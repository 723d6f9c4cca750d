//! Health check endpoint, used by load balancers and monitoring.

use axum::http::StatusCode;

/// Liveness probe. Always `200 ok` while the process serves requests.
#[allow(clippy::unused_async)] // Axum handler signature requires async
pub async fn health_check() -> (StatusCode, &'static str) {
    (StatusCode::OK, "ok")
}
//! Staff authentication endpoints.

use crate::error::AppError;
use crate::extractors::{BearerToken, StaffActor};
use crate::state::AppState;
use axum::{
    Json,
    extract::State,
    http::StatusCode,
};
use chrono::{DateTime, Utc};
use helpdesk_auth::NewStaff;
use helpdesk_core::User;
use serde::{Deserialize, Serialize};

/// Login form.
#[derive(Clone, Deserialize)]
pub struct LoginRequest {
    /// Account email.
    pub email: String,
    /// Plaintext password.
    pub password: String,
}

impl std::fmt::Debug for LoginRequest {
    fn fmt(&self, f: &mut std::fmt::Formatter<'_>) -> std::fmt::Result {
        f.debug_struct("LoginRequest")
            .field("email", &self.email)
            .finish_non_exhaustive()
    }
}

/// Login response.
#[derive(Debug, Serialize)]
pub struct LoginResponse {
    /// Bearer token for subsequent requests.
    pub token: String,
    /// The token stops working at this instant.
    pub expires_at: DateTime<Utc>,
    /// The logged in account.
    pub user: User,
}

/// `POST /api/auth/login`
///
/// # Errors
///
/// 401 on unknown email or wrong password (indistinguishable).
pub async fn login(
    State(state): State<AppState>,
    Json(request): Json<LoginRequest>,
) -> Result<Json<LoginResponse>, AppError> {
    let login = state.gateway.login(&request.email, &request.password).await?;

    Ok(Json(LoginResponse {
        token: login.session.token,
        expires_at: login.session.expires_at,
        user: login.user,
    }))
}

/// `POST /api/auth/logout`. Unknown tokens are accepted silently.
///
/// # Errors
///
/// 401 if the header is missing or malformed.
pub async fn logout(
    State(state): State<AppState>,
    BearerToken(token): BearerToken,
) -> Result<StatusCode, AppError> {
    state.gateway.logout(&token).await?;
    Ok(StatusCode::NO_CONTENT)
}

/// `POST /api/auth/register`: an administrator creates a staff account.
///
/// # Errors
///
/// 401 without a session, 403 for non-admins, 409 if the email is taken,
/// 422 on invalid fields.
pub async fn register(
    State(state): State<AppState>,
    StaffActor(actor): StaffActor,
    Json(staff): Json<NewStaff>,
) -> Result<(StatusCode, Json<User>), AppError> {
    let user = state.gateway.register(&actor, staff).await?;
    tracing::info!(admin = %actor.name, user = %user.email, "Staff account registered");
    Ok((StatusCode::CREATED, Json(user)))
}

▶ _Exercise details_: Scan the listing above for the word "DateTime" and copy every line that holds it.

▶ _Exercise solution_:
use chrono::{DateTime, Utc};
    pub expires_at: DateTime<Utc>,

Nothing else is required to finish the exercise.